_TO DO:_
Find every line below where the string "canvas" shows up, and copy those lines.

_Dataset entries:_
Segment Open
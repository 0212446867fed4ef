//! Text renderer used by the command-line adapter.

use anyhow::{ensure, Result as AnyResult};
use floorplan_core::{ObjectKind, Orientation, TileAddress, WallKind};
use floorplan_rendering::{FloorGeometry, MeshRenderer};

/// Mesh renderer that draws the floor plan as text.
#[derive(Debug, Default)]
pub(crate) struct AsciiRenderer {
    attached: bool,
    regenerations: u32,
    frame: String,
}

impl AsciiRenderer {
    /// Most recently drawn plan.
    pub(crate) fn frame(&self) -> &str {
        &self.frame
    }

    /// Number of plans drawn so far.
    pub(crate) const fn regenerations(&self) -> u32 {
        self.regenerations
    }
}

impl MeshRenderer for AsciiRenderer {
    fn create_and_attach(&mut self) -> AnyResult<()> {
        ensure!(!self.attached, "ascii renderer is already attached");
        self.attached = true;
        Ok(())
    }

    fn regenerate(&mut self, geometry: &FloorGeometry) -> AnyResult<()> {
        ensure!(self.attached, "ascii renderer regenerated before attach");
        self.regenerations += 1;
        self.frame = render_plan(geometry, &[]);
        Ok(())
    }
}

/// Draws tiles, walls, posts and objects, marking `path` tiles with `*`.
///
/// Corners and edges sit on even rows and columns of the character grid;
/// tiles sit on odd ones.
pub(crate) fn render_plan(geometry: &FloorGeometry, path: &[TileAddress]) -> String {
    let width = cells(geometry.extent.columns());
    let height = cells(geometry.extent.rows());
    let mut canvas = vec![vec![' '; width]; height];

    for quad in &geometry.tiles {
        let glyph = match quad.room {
            Some(room) => char::from_digit(room.get() % 10, 10).unwrap_or('#'),
            None => '.',
        };
        put(&mut canvas, tile_cell(quad.tile), glyph);
    }

    for object in &geometry.objects {
        let glyph = match object.kind {
            ObjectKind::Chair => 'c',
            ObjectKind::Table => 't',
            ObjectKind::Bed => 'b',
            ObjectKind::Bathtub => 'u',
        };
        for tile in object.footprint.tiles() {
            put(&mut canvas, tile_cell(tile), glyph);
        }
    }

    for tile in path {
        put(&mut canvas, tile_cell(*tile), '*');
    }

    for wall in &geometry.walls {
        let column = cell(wall.edge.column());
        let row = cell(wall.edge.row());
        let (position, glyph) = match (wall.edge.orientation(), wall.kind) {
            (Orientation::Horizontal, WallKind::Solid) => ((column + 1, row), '-'),
            (Orientation::Horizontal, WallKind::Half) => ((column + 1, row), '~'),
            (Orientation::Vertical, WallKind::Solid) => ((column, row + 1), '|'),
            (Orientation::Vertical, WallKind::Half) => ((column, row + 1), '!'),
            (Orientation::Horizontal, WallKind::Door) => ((column + 1, row), 'D'),
            (Orientation::Vertical, WallKind::Door) => ((column, row + 1), 'D'),
        };
        put(&mut canvas, position, glyph);
    }

    for post in &geometry.posts {
        put(
            &mut canvas,
            (cell(post.corner.column()), cell(post.corner.row())),
            '+',
        );
    }

    let mut plan = String::with_capacity(height * (width + 1));
    for line in canvas {
        let line: String = line.into_iter().collect();
        plan.push_str(line.trim_end());
        plan.push('\n');
    }
    plan
}

fn cells(tiles: u32) -> usize {
    cell(tiles) + 1
}

fn cell(index: u32) -> usize {
    usize::try_from(index).unwrap_or(0) * 2
}

fn tile_cell(tile: TileAddress) -> (usize, usize) {
    (cell(tile.column()) + 1, cell(tile.row()) + 1)
}

fn put(canvas: &mut [Vec<char>], (column, row): (usize, usize), glyph: char) {
    if let Some(slot) = canvas.get_mut(row).and_then(|line| line.get_mut(column)) {
        *slot = glyph;
    }
}

#[cfg(test)]
mod tests {
    use super::*;
    use floorplan_core::{CornerAddress, EdgeAddress, FloorExtent, RoomId};
    use floorplan_rendering::{wall_color, CornerPost, TileQuad, WallSegment};
    use glam::Vec3;

    fn quad(column: u32, row: u32, room: Option<RoomId>) -> TileQuad {
        TileQuad {
            tile: TileAddress::new(column, row),
            corners: [Vec3::ZERO; 4],
            room,
            occupied: false,
        }
    }

    #[test]
    fn plan_draws_walls_between_tiles() {
        let mut geometry = FloorGeometry::new(FloorExtent::new(2, 1), 0.0, 1.0);
        geometry.tiles = vec![quad(0, 0, Some(RoomId::new(3))), quad(1, 0, None)];
        geometry.walls = vec![WallSegment {
            edge: EdgeAddress::vertical(1, 0),
            kind: WallKind::Door,
            start: Vec3::ZERO,
            end: Vec3::ZERO,
            color: wall_color(WallKind::Door),
        }];
        geometry.posts = vec![CornerPost {
            corner: CornerAddress::new(1, 0),
            position: Vec3::ZERO,
            arms: 1,
        }];

        let plan = render_plan(&geometry, &[TileAddress::new(1, 0)]);

        assert_eq!(plan, "  +\n 3D*\n\n");
    }
}
impl TileAddress {
    /// Creates a new tile address.
    #[must_use]
    pub const fn new(column: u32, row: u32) -> Self {
        Self { column, row }
    }

    /// Zero-based column index of the tile.
    #[must_use]
    pub const fn column(&self) -> u32 {
        self.column
    }

    /// Zero-based row index of the tile.
    #[must_use]
    pub const fn row(&self) -> u32 {
        self.row
    }

    /// Computes the Manhattan distance between two tiles.
    #[must_use]
    pub fn manhattan_distance(self, other: TileAddress) -> u32 {
        self.column.abs_diff(other.column) + self.row.abs_diff(other.row)
    }

    /// Tile one step away in the provided direction, ignoring floor bounds.
    ///
    /// Returns `None` only when the step would underflow or overflow the
    /// coordinate space.
    #[must_use]
    pub fn step(self, direction: Direction) -> Option<TileAddress> {
        match direction {
            Direction::North => Some(Self::new(self.column, self.row.checked_sub(1)?)),
            Direction::East => Some(Self::new(self.column.checked_add(1)?, self.row)),
            Direction::South => Some(Self::new(self.column, self.row.checked_add(1)?)),
            Direction::West => Some(Self::new(self.column.checked_sub(1)?, self.row)),
        }
    }

    /// Edge lying on the provided side of the tile.
    #[must_use]
    pub fn boundary(self, side: Direction) -> EdgeAddress {
        match side {
            Direction::North => EdgeAddress::horizontal(self.column, self.row),
            Direction::South => EdgeAddress::horizontal(self.column, self.row.saturating_add(1)),
            Direction::West => EdgeAddress::vertical(self.column, self.row),
            Direction::East => EdgeAddress::vertical(self.column.saturating_add(1), self.row),
        }
    }
}

/// Grid vertex shared by up to four tiles.
#[derive(Clone, Copy, Debug, PartialEq, Eq, Hash, PartialOrd, Ord, Serialize, Deserialize)]
pub struct CornerAddress {
    column: u32,
    row: u32,
}

impl CornerAddress {
    /// Creates a new corner address.
    #[must_use]
    pub const fn new(column: u32, row: u32) -> Self {
        Self { column, row }
    }

    /// Column of the vertex, ranging over `0..=columns`.
    #[must_use]
    pub const fn column(&self) -> u32 {
        self.column
    }

    /// Row of the vertex, ranging over `0..=rows`.
    #[must_use]
    pub const fn row(&self) -> u32 {
        self.row
    }

    /// Edge leaving the corner in the provided direction, ignoring bounds.
    #[must_use]
    pub fn arm(self, direction: Direction) -> Option<EdgeAddress> {
        match direction {
            Direction::North => Some(EdgeAddress::vertical(
                self.column,
                self.row.checked_sub(1)?,
            )),
            Direction::East => Some(EdgeAddress::horizontal(self.column, self.row)),
            Direction::South => Some(EdgeAddress::vertical(self.column, self.row)),
            Direction::West => Some(EdgeAddress::horizontal(
                self.column.checked_sub(1)?,
                self.row,
            )),
        }
    }
}

/// Orientation of an edge segment.
#[derive(Clone, Copy, Debug, PartialEq, Eq, Hash, PartialOrd, Ord, Serialize, Deserialize)]
pub enum Orientation {
    /// Runs west to east, separating a tile from its northern neighbour.
    Horizontal,
    /// Runs north to south, separating a tile from its western neighbour.
    Vertical,
}

/// Boundary segment between two tiles, or between a tile and the exterior.
///
/// A horizontal edge `(c, r)` spans corners `(c, r)` to `(c + 1, r)` and
/// separates tile `(c, r - 1)` from tile `(c, r)`. A vertical edge `(c, r)`
/// spans corners `(c, r)` to `(c, r + 1)` and separates tile `(c - 1, r)` from
/// tile `(c, r)`.
#[derive(Clone, Copy, Debug, PartialEq, Eq, Hash, PartialOrd, Ord, Serialize, Deserialize)]
pub struct EdgeAddress {
    orientation: Orientation,
    column: u32,
    row: u32,
}

impl EdgeAddress {
    /// Creates a horizontal edge address.
    #[must_use]
    pub const fn horizontal(column: u32, row: u32) -> Self {
        Self {
            orientation: Orientation::Horizontal,
            column,
            row,
        }
    }

    /// Creates a vertical edge address.
    #[must_use]
    pub const fn vertical(column: u32, row: u32) -> Self {
        Self {
            orientation: Orientation::Vertical,
            column,
            row,
        }
    }

    /// Orientation of the edge.
    #[must_use]
    pub const fn orientation(&self) -> Orientation {
        self.orientation
    }

    /// Column component of the edge address.
    #[must_use]
    pub const fn column(&self) -> u32 {
        self.column
    }

    /// Row component of the edge address.
    #[must_use]
    pub const fn row(&self) -> u32 {
        self.row
    }

    /// Edge separating two orthogonally adjacent tiles.
    ///
    /// The result is the same regardless of argument order. Returns `None`
    /// when the tiles are not neighbours.
    #[must_use]
    pub fn between(a: TileAddress, b: TileAddress) -> Option<Self> {
        if a.row() == b.row() {
            if b.column().checked_sub(a.column()) == Some(1) {
                return Some(Self::vertical(b.column(), a.row()));
            }
            if a.column().checked_sub(b.column()) == Some(1) {
                return Some(Self::vertical(a.column(), a.row()));
            }
        } else if a.column() == b.column() {
            if b.row().checked_sub(a.row()) == Some(1) {
                return Some(Self::horizontal(a.column(), b.row()));
            }
            if a.row().checked_sub(b.row()) == Some(1) {
                return Some(Self::horizontal(a.column(), a.row()));
            }
        }
        None
    }

    /// Corners at the start and end of the segment.
    #[must_use]
    pub fn endpoints(self) -> (CornerAddress, CornerAddress) {
        let start = CornerAddress::new(self.column, self.row);
        let end = match self.orientation {
            Orientation::Horizontal => {
                CornerAddress::new(self.column.saturating_add(1), self.row)
            }
            Orientation::Vertical => CornerAddress::new(self.column, self.row.saturating_add(1)),
        };
        (start, end)
    }

    /// Tiles on either side of the edge, ignoring floor bounds.
    ///
    /// The first entry is the northern (horizontal) or western (vertical)
    /// tile; it is `None` when the edge lies on the zero row or column.
    #[must_use]
    pub fn sides(self) -> (Option<TileAddress>, TileAddress) {
        match self.orientation {
            Orientation::Horizontal => (
                self.row
                    .checked_sub(1)
                    .map(|row| TileAddress::new(self.column, row)),
                TileAddress::new(self.column, self.row),
            ),
            Orientation::Vertical => (
                self.column
                    .checked_sub(1)
                    .map(|column| TileAddress::new(column, self.row)),
                TileAddress::new(self.column, self.row),
            ),
        }
    }
}

/// Tiles separated by an edge, restricted to those inside the floor.
#[derive(Clone, Copy, Debug, PartialEq, Eq)]
pub struct EdgeSides {
    /// Northern or western tile, `None` when it lies outside the floor.
    pub first: Option<TileAddress>,
    /// Southern or eastern tile, `None` when it lies outside the floor.
    pub second: Option<TileAddress>,
}

impl EdgeSides {
    /// Reports whether one side of the edge is the exterior.
    #[must_use]
    pub const fn is_perimeter(&self) -> bool {
        self.first.is_none() || self.second.is_none()
    }
}

/// Dimensions of a floor measured in whole tiles.
///
/// Provides bounds checks and dense row-major indexing for tiles, edges and
/// corners so every storage layer agrees on the same address space.
#[derive(Clone, Copy, Debug, PartialEq, Eq, Hash, Serialize, Deserialize)]
pub struct FloorExtent {
    columns: u32,
    rows: u32,
}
Segment Closed
_TASK RESPONSE:_
    let mut canvas = vec![vec![' '; width]; height];
        put(&mut canvas, tile_cell(quad.tile), glyph);
            put(&mut canvas, tile_cell(tile), glyph);
        put(&mut canvas, tile_cell(*tile), '*');
        put(&mut canvas, position, glyph);
            &mut canvas,
    for line in canvas {
fn put(canvas: &mut [Vec<char>], (column, row): (usize, usize), glyph: char) {
    if let Some(slot) = canvas.get_mut(row).and_then(|line| line.get_mut(column)) {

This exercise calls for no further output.